Biography (Cyclopedia of World Authors, Fourth Revised Edition)
Anita Desai (dee-SI) is one of the best-known contemporary women writers of Indian fiction in English. Born to a Bengali father and a German mother, she is an excellent example of the bicultural heritage of postcolonial India. Desai grew up in Delhi, receiving her education first at Queen Mary’s School and later at Miranda House, one of Delhi University’s most prestigious colleges. Starting to write at the early age of seven, she published her first novel, Cry, the Peacock, in 1963. This work immediately established her as a major voice in Indian literature in English. Since then, Desai has steadily published novels, short stories, and children’s literature.
Well versed in German, Bengali, Hindi, and English, Anita Desai has always preferred to write in the English language. In Cry, the Peacock, she delves into the mind of a hypersensitive young urban wife, Maya, who finds herself coupled with the ascetic Gautama, a man given to abstraction and philosophy. Discovering that the poetic, creative, and romantic side of her own personality is easily rejected by the patriarchal society of which her husband is an emblem, the disturbed young woman quickly slips into insanity. Desai’s instinctive perception of the female psyche characterizes many of her novels and establishes her as a writer with an unusual feminine sensibility.

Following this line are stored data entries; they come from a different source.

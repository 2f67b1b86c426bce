//! Label trie keyed by domain labels, TLD first

use std::collections::HashMap;

/// One node of the label trie
///
/// Children are owned exclusively by their parent node.
#[derive(Debug, Default)]
struct Node {
    terminal: bool,
    children: HashMap<String, Node>,
}

/// Outcome of inserting one domain into the trie
#[derive(Debug, Clone, PartialEq, Eq)]
pub enum Insertion {
    /// The domain ends on a new terminal node
    Accepted,

    /// A shorter domain already covers this one
    ///
    /// `depth` is the number of labels (from the TLD) of the covering domain.
    Covered { depth: usize },

    /// The exact same domain was inserted before
    Duplicate,
}

/// Trie of reversed domain labels
///
/// A terminal node marks the end of an accepted domain. Any later domain whose
/// path runs through a terminal node is a subdomain of that accepted domain.
/// Correct redundancy detection requires inserting domains in ascending label
/// count, which [`dedupe`](super::dedupe) takes care of.
#[derive(Debug, Default)]
pub struct LabelTrie {
    root: Node,
    accepted: usize,
}

impl LabelTrie {
    /// Creates an empty trie
    pub fn new() -> Self {
        Self::default()
    }

    /// Inserts a domain given as labels ordered TLD first
    ///
    /// Walks from the root. Meeting a terminal node before the last label means
    /// the domain is covered; ending on an already terminal node means it is a
    /// duplicate. Otherwise the final node is marked terminal.
    pub fn insert<S: AsRef<str>>(&mut self, labels: &[S]) -> Insertion {
        let mut node = &mut self.root;

        for (depth, label) in labels.iter().enumerate() {
            if node.terminal {
                return Insertion::Covered { depth };
            }
            node = node
                .children
                .entry(label.as_ref().to_string())
                .or_default();
        }

        if node.terminal {
            return Insertion::Duplicate;
        }

        node.terminal = true;
        self.accepted += 1;
        Insertion::Accepted
    }

    /// Returns true if the domain, or one of its parents, was accepted
    pub fn covers<S: AsRef<str>>(&self, labels: &[S]) -> bool {
        let mut node = &self.root;

        for label in labels {
            if node.terminal {
                return true;
            }
            match node.children.get(label.as_ref()) {
                Some(child) => node = child,
                None => return false,
            }
        }

        node.terminal
    }

    /// Number of accepted domains
    pub fn len(&self) -> usize {
        self.accepted
    }

    /// Returns true if no domain has been accepted
    pub fn is_empty(&self) -> bool {
        self.accepted == 0
    }
}

#[cfg(test)]
mod tests {
    use super::*;

    #[test]
    fn test_insert_into_empty_trie() {
        let mut trie = LabelTrie::new();
        assert!(trie.is_empty());
        assert_eq!(trie.insert(&["com", "example"]), Insertion::Accepted);
        assert_eq!(trie.len(), 1);
    }

    #[test]
    fn test_subdomain_is_covered() {
        let mut trie = LabelTrie::new();
        trie.insert(&["com", "example"]);

        assert_eq!(
            trie.insert(&["com", "example", "www"]),
            Insertion::Covered { depth: 2 }
        );
        assert_eq!(
            trie.insert(&["com", "example", "a", "b"]),
            Insertion::Covered { depth: 2 }
        );
        assert_eq!(trie.len(), 1);
    }

    #[test]
    fn test_duplicate() {
        let mut trie = LabelTrie::new();
        trie.insert(&["com", "example"]);
        assert_eq!(trie.insert(&["com", "example"]), Insertion::Duplicate);
        assert_eq!(trie.len(), 1);
    }

    #[test]
    fn test_siblings_are_independent() {
        let mut trie = LabelTrie::new();
        assert_eq!(trie.insert(&["com", "a"]), Insertion::Accepted);
        assert_eq!(trie.insert(&["com", "b"]), Insertion::Accepted);
        assert_eq!(trie.insert(&["org", "a"]), Insertion::Accepted);
        assert_eq!(trie.len(), 3);
    }

    #[test]
    fn test_tld_covers_everything_below() {
        let mut trie = LabelTrie::new();
        trie.insert(&["cn"]);
        assert_eq!(
            trie.insert(&["cn", "gov", "www"]),
            Insertion::Covered { depth: 1 }
        );
    }

    #[test]
    fn test_covers() {
        let mut trie = LabelTrie::new();
        trie.insert(&["com", "example"]);

        assert!(trie.covers(&["com", "example"]));
        assert!(trie.covers(&["com", "example", "api"]));
        assert!(!trie.covers(&["com"]));
        assert!(!trie.covers(&["com", "other"]));
        assert!(!trie.covers(&["org", "example"]));
    }

    #[test]
    fn test_longer_first_leaves_parent_unmarked() {
        // Out-of-order insertion accepts both; `dedupe` sorts to prevent this.
        let mut trie = LabelTrie::new();
        assert_eq!(trie.insert(&["com", "a", "b"]), Insertion::Accepted);
        assert_eq!(trie.insert(&["com", "a"]), Insertion::Accepted);
    }
}
//! Result aggregation
//!
//! The aggregator is the single consumer of the record stream. For each record it:
//! 1. Lower-cases the value
//! 2. Writes `value | percent` to the raw audit sink
//! 3. Keeps the value when the percentage reaches the threshold and the domain
//!    pattern matches, inserting the captured domain into the candidate set
//!
//! IP literals are separated from domains afterwards, over the aggregated set.

use crate::config::FilterConfig;
use crate::crawler::RawRecord;
use crate::output::RecordSink;
use crate::{ConfigError, Result};
use regex::Regex;
use std::collections::BTreeSet;
use tokio::sync::mpsc;

/// Distinct kept values, ordered
pub type CandidateSet = BTreeSet<String>;

/// Counters of one aggregation pass
#[derive(Debug, Clone, Copy, Default, PartialEq, Eq)]
pub struct AggregateStats {
    /// Records received from the stream
    pub received: usize,

    /// Records below the threshold
    pub below_threshold: usize,

    /// Records at or above the threshold the domain pattern did not match
    pub unmatched: usize,
}

/// Candidate set split into domain names and IP literals
#[derive(Debug, Clone, Default, PartialEq, Eq)]
pub struct Partition {
    /// Sorted values that are not IP literals
    pub domains: Vec<String>,

    /// Sorted, distinct IP literals
    pub ips: Vec<String>,
}

/// Threshold and pattern filter over crawled records
#[derive(Debug, Clone)]
pub struct ResultAggregator {
    threshold: u32,
    domain_regex: Regex,
    domain_group: usize,
    ip_regex: Regex,
}

impl ResultAggregator {
    /// Creates an aggregator
    ///
    /// Without an explicit `domain_group`, the second-to-last capture group of
    /// `domain_regex` holds the domain. A pattern with a single group or none
    /// yields the whole match.
    pub fn new(
        threshold: u32,
        domain_regex: Regex,
        domain_group: Option<usize>,
        ip_regex: Regex,
    ) -> Self {
        let domain_group =
            domain_group.unwrap_or_else(|| domain_regex.captures_len().saturating_sub(2));

        Self {
            threshold,
            domain_regex,
            domain_group,
            ip_regex,
        }
    }

    /// Compiles the filter section of the configuration
    pub fn from_config(config: &FilterConfig) -> Result<Self> {
        Ok(Self::new(
            config.percent,
            compile(&config.domain_regex)?,
            config.domain_group,
            compile(&config.ip_regex)?,
        ))
    }

    pub fn threshold(&self) -> u32 {
        self.threshold
    }

    /// Index of the capture group holding the domain
    pub fn domain_group(&self) -> usize {
        self.domain_group
    }

    /// Drains the record stream into a candidate set
    ///
    /// Every record reaches `raw_sink`, kept or not. Returns once all senders
    /// are dropped; the raw sink is flushed before returning.
    pub async fn aggregate<S>(
        &self,
        mut records: mpsc::Receiver<RawRecord>,
        raw_sink: &mut S,
    ) -> Result<(CandidateSet, AggregateStats)>
    where
        S: RecordSink + ?Sized,
    {
        let mut candidates = CandidateSet::new();
        let mut stats = AggregateStats::default();

        while let Some(record) = records.recv().await {
            stats.received += 1;
            match self.ingest(&record, raw_sink)? {
                Ingested::Kept(value) => {
                    candidates.insert(value);
                }
                Ingested::BelowThreshold => stats.below_threshold += 1,
                Ingested::Unmatched => stats.unmatched += 1,
            }
        }

        raw_sink.finish()?;

        tracing::info!(
            "Aggregated {} records into {} candidates ({} below {}%, {} unmatched)",
            stats.received,
            candidates.len(),
            stats.below_threshold,
            self.threshold,
            stats.unmatched
        );

        Ok((candidates, stats))
    }

    /// Processes one record
    pub fn ingest<S>(&self, record: &RawRecord, raw_sink: &mut S) -> Result<Ingested>
    where
        S: RecordSink + ?Sized,
    {
        let value = record.value.to_lowercase();
        raw_sink.write_record(&value, record.percent)?;

        if record.percent < self.threshold {
            return Ok(Ingested::BelowThreshold);
        }

        match self.extract_domain(&value) {
            Some(domain) => Ok(Ingested::Kept(domain)),
            None => {
                tracing::trace!("'{}' does not match the domain pattern", value);
                Ok(Ingested::Unmatched)
            }
        }
    }

    /// Applies the domain pattern to an already lower-cased value
    pub fn extract_domain(&self, value: &str) -> Option<String> {
        let captures = self.domain_regex.captures(value)?;
        // A selected group that did not participate yields no domain.
        let domain = captures.get(self.domain_group)?.as_str();

        if domain.is_empty() {
            None
        } else {
            Some(domain.to_string())
        }
    }

    /// Splits the candidates into domains and IP literals, both sorted
    ///
    /// A value in which the IP pattern finds a match contributes the matched
    /// text to the IP list and is left out of the domain list.
    pub fn partition(&self, candidates: &CandidateSet) -> Partition {
        let mut ips = BTreeSet::new();
        let mut domains = Vec::with_capacity(candidates.len());

        for value in candidates {
            match self.ip_regex.find(value) {
                Some(ip) => {
                    ips.insert(ip.as_str().to_string());
                }
                None => domains.push(value.clone()),
            }
        }

        // BTreeSet iteration already yields sorted values.
        Partition {
            domains,
            ips: ips.into_iter().collect(),
        }
    }
}

/// What became of one ingested record
#[derive(Debug, Clone, PartialEq, Eq)]
pub enum Ingested {
    /// Kept; carries the extracted domain
    Kept(String),
    BelowThreshold,
    Unmatched,
}

fn compile(pattern: &str) -> Result<Regex> {
    Regex::new(pattern)
        .map_err(|e| ConfigError::InvalidPattern(format!("'{}': {}", pattern, e)).into())
}
//! HTML parser for extracting result rows and paging information
//!
//! This module handles parsing listing pages to extract:
//! - One `(value, percent)` record per result row
//! - The index of the last page from the paging control

use crate::config::{PagerConfig, RowConfig};
use crate::BlockedError;
use scraper::{ElementRef, Html, Selector};
use thiserror::Error;

/// One extracted row before any filtering
#[derive(Debug, Clone, PartialEq, Eq, Hash)]
pub struct RawRecord {
    /// Linked URL or domain exactly as found in the row
    pub value: String,

    /// Blocked (or restricted) percentage of the row
    pub percent: u32,
}

impl RawRecord {
    pub fn new(value: impl Into<String>, percent: u32) -> Self {
        Self {
            value: value.into(),
            percent,
        }
    }
}

/// Reasons a page body cannot be turned into records
#[derive(Debug, Clone, PartialEq, Eq, Error)]
pub enum ExtractError {
    #[error("page body is empty")]
    EmptyDocument,
}

/// Turns a page body into raw records
pub trait RowExtractor: Send + Sync {
    fn extract(&self, body: &str) -> Result<Vec<RawRecord>, ExtractError>;
}

/// `RowExtractor` driven by CSS selectors
///
/// # Percentage Tie-Break
///
/// Each row carries a "blocked" and a "restricted" cell. Whichever is non-empty
/// sets the percent. When both are non-empty, the restricted cell is read last
/// and wins. A non-empty cell that is not a number counts as 0.
#[derive(Debug)]
pub struct HtmlRowExtractor {
    container: Selector,
    link: Selector,
    attr: String,
    blocked: Selector,
    restricted: Selector,
}

impl HtmlRowExtractor {
    /// Compiles the row selectors
    pub fn new(config: &RowConfig) -> Result<Self, BlockedError> {
        Ok(Self {
            container: parse_selector(&config.container)?,
            link: parse_selector(&config.link)?,
            attr: config.attr.clone(),
            blocked: parse_selector(&config.blocked)?,
            restricted: parse_selector(&config.restricted)?,
        })
    }

    fn extract_row(&self, row: ElementRef<'_>) -> Option<RawRecord> {
        let value = row
            .select(&self.link)
            .next()
            .and_then(|element| element.value().attr(&self.attr))
            .map(str::trim)
            .filter(|value| !value.is_empty())?;

        let blocked = cell_percent(row, &self.blocked);
        let restricted = cell_percent(row, &self.restricted);

        Some(RawRecord::new(value, resolve_percent(blocked, restricted)))
    }
}

impl RowExtractor for HtmlRowExtractor {
    fn extract(&self, body: &str) -> Result<Vec<RawRecord>, ExtractError> {
        if body.trim().is_empty() {
            return Err(ExtractError::EmptyDocument);
        }

        let document = Html::parse_document(body);
        let mut records = Vec::new();

        for row in document.select(&self.container) {
            match self.extract_row(row) {
                Some(record) => records.push(record),
                None => tracing::trace!("Skipping row without a link"),
            }
        }

        Ok(records)
    }
}

/// Reads the last page index out of the paging control
#[derive(Debug)]
pub struct PagerExtractor {
    container: Selector,
    link: Selector,
    attr: String,
    splitter: String,
}

impl PagerExtractor {
    /// Compiles the pager selectors
    pub fn new(config: &PagerConfig) -> Result<Self, BlockedError> {
        Ok(Self {
            container: parse_selector(&config.container)?,
            link: parse_selector(&config.link)?,
            attr: config.attr.clone(),
            splitter: config.splitter.clone(),
        })
    }

    /// Returns the index of the last page, if the paging control has one
    ///
    /// The link attribute is split on the configured splitter; it must yield
    /// exactly two parts, the second being the page number.
    ///
    /// # Example
    ///
    /// ```
    /// use blocked_domains::config::PagerConfig;
    /// use blocked_domains::crawler::PagerExtractor;
    ///
    /// let pager = PagerExtractor::new(&PagerConfig {
    ///     container: "ul.pager".to_string(),
    ///     link: "li.last a".to_string(),
    ///     attr: "href".to_string(),
    ///     splitter: "?page=".to_string(),
    /// })
    /// .unwrap();
    ///
    /// let html = r#"<ul class="pager"><li class="last"><a href="/search/blocked?page=41">last</a></li></ul>"#;
    /// assert_eq!(pager.last_page(html), Some(41));
    /// ```
    pub fn last_page(&self, body: &str) -> Option<u32> {
        let document = Html::parse_document(body);

        for container in document.select(&self.container) {
            let Some(href) = container
                .select(&self.link)
                .next()
                .and_then(|element| element.value().attr(&self.attr))
            else {
                tracing::debug!("Paging control has no '{}' link attribute", self.attr);
                continue;
            };

            let parts: Vec<&str> = href.split(self.splitter.as_str()).collect();
            if parts.len() != 2 {
                tracing::debug!("Cannot split '{}' on '{}'", href, self.splitter);
                continue;
            }

            match parts[1].trim().parse::<u32>() {
                Ok(page) => return Some(page),
                Err(_) => tracing::debug!("'{}' is not a page number", parts[1]),
            }
        }

        None
    }
}

/// Picks the row percent from its two cells, the restricted cell winning ties
pub fn resolve_percent(blocked: Option<u32>, restricted: Option<u32>) -> u32 {
    restricted.or(blocked).unwrap_or(0)
}

/// Parses a percentage cell such as `"85%"`
///
/// Returns `None` for an empty cell and `Some(0)` for text that is not a number.
///
/// # Examples
///
/// ```
/// use blocked_domains::crawler::parse_percent;
///
/// assert_eq!(parse_percent(" 85% "), Some(85));
/// assert_eq!(parse_percent("100"), Some(100));
/// assert_eq!(parse_percent("n/a"), Some(0));
/// assert_eq!(parse_percent("  "), None);
/// ```
pub fn parse_percent(text: &str) -> Option<u32> {
    let text = text.trim();
    if text.is_empty() {
        return None;
    }

    let number = text.strip_suffix('%').unwrap_or(text).trim();
    Some(number.parse().unwrap_or(0))
}

fn cell_percent(row: ElementRef<'_>, selector: &Selector) -> Option<u32> {
    let cell = row.select(selector).next()?;
    parse_percent(&cell.text().collect::<String>())
}

fn parse_selector(selector: &str) -> Result<Selector, BlockedError> {
    Selector::parse(selector).map_err(|_| BlockedError::Selector(selector.to_string()))
}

Her next novel, Voices in the City, encompasses the author’s experiences in the city of Calcutta, represented in the novel as a locus of wealth and poverty, light and darkness. The central characters, again displaced figures, find their own complexities reflected in the chaotic waters of urban Calcutta. Then, moving away from the locale of the Indian city to the English world, the author found new inspiration in the conflicts generated by racial tensions between the Indian immigrants and the postcolonial white population of England. In Bye-Bye, Blackbird, Desai captures the immigrant’s dilemma on strange, new soil in the image of the blackbird. Nostalgia and alienation, rejection and acceptance of the colonizer’s identity, are dualities deftly braided together in this work of East-West tensions and oppositions.
In 1975 her award-winning novel Where Shall We Go This Summer? was published. Again, Desai returns to her concern with the situation of the middle-class Indian wife in a contemporary urban setting. Sita, the mother of four children and the wife...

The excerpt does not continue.